It is difficult to get entirely accurate statistics for the amount of people living with incontinence, because many people are too embarrassed to talk about it, even with their health care practitioners. It hаѕ bееn еѕtimаtеd thаt a mеrе third оf реорlе аѕk thеir dосtоr for help in аllеviаting blаddеr рrоblеmѕ.
Numbers from the Global Forum on Incontinence estimate that 3-11% of men and 30-60% of women live with incontinence.
The good news is that most types of urinary continence can be treated or the symptoms can be relieved. In addition, many products exist to help improve quality of life while the problem persists.
Stress incontinence is the most common type of incontinence, and occurs when the bladder is under stress or pressure. It is often caused by weakened pelvic floor muscles, which causes everyday actions such as sneezing, laughing or exercise to result in leakage. It is estimated that 1 in 5 women over 40 experience stress incontinence.

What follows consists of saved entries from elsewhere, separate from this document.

use anyhow::bail;
use anyhow::Result;
use jsonc_parser::JsonArray;
use jsonc_parser::JsonObject;
use jsonc_parser::JsonValue;
use srcfmt_core::configuration::ConfigKeyMap;
use srcfmt_core::configuration::ConfigKeyValue;

pub fn deserialize_config(config_file_text: &str) -> Result<ConfigKeyMap> {
  let value = match jsonc_parser::parse_to_value(config_file_text, &Default::default()) {
    Ok(value) => value,
    Err(err) => bail!("{}", err),
  };

  match value {
    Some(JsonValue::Object(obj)) => json_obj_to_map(obj),
    None => Ok(ConfigKeyMap::new()),
    _ => bail!("Expected a root object in the configuration file."),
  }
}

fn json_obj_to_map(obj: JsonObject) -> Result<ConfigKeyMap> {
  let mut properties = ConfigKeyMap::new();
  for (key, value) in obj.into_iter() {
    let value = json_value_to_config_value(value)?;
    properties.insert(key, value);
  }
  Ok(properties)
}

fn json_array_to_vec(array: JsonArray) -> Result<Vec<ConfigKeyValue>> {
  let mut elements = Vec::new();
  for element in array.into_iter() {
    elements.push(json_value_to_config_value(element)?);
  }
  Ok(elements)
}

fn json_value_to_config_value(value: JsonValue) -> Result<ConfigKeyValue> {
  Ok(match value {
    JsonValue::Object(obj) => ConfigKeyValue::Object(json_obj_to_map(obj)?),
    JsonValue::Array(arr) => ConfigKeyValue::Array(json_array_to_vec(arr)?),
    JsonValue::Boolean(value) => ConfigKeyValue::Bool(value),
    JsonValue::String(value) => ConfigKeyValue::String(value.into_owned()),
    JsonValue::Number(value) => match value.parse::<i32>() {
      Ok(number) => ConfigKeyValue::Number(number),
      // left as text so the property reports a diagnostic when it's resolved
      Err(_) => ConfigKeyValue::String(value.to_string()),
    },
    JsonValue::Null => ConfigKeyValue::Null,
  })
}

People with urge incontinence feel an intense and sudden urge to urinate. The urge is so strong that it is not possible to hold back the urine. Generally this urge is felt frequently throughout the day. As a result, people with urge incontinence often end up going to the toilet more often than necessary, making the bladder even weaker, or avoid drinking liquids, even though hydration is very important for bladder health. It is estimated that 1 in 10 women over 65 experience urge incontinence.
Incontinence can have various causes. The most common cause of incontinence is weakening or damaging of the pelvic floor muscles. This can for example be the result of a pregnancy, childbirth, or hormonal changes in menopause.
Incontinence can also be caused by underlying neurological disorders, which is one more reason it is important to consult with a health care practitioner if you are experiencing incontinence.
An estimated 40% of women experience urinary incontinence during pregnancy. During pregnancy, as the baby grows, the uterus pushes down on the bladder, urethra and pelvic floor muscles.
The pregnancy hormone hCG also causes an increase in the amount of blood in the body, and the supply of blood to the kidneys is faster than normal. The result is that the bladder fills up faster and pregnant women have to go to the toilet more often during pregnancy.
Most problems with bladder control during pregnancy go away within 6 weeks after childbirth, once the muscles have had some time to heal. If the problems persist, it is important to speak to a health care practitioner.
Some women start experiencing urinary incontinence when they reach menopause. Some researchers have found that low levels of the hormone estrogen may weaken the urethra, which helps keep urine in the bladder until the woman is ready to urinate.
In addition, the pelvic floor muscles that support the bladder may become weakened with time. When the muscles that support the urinary tract are weakened, the muscles in the urinary tract work harder to hold back the urine. The extra stress or pressure on the bladder and urethra can cause urinary incontinence or leakage.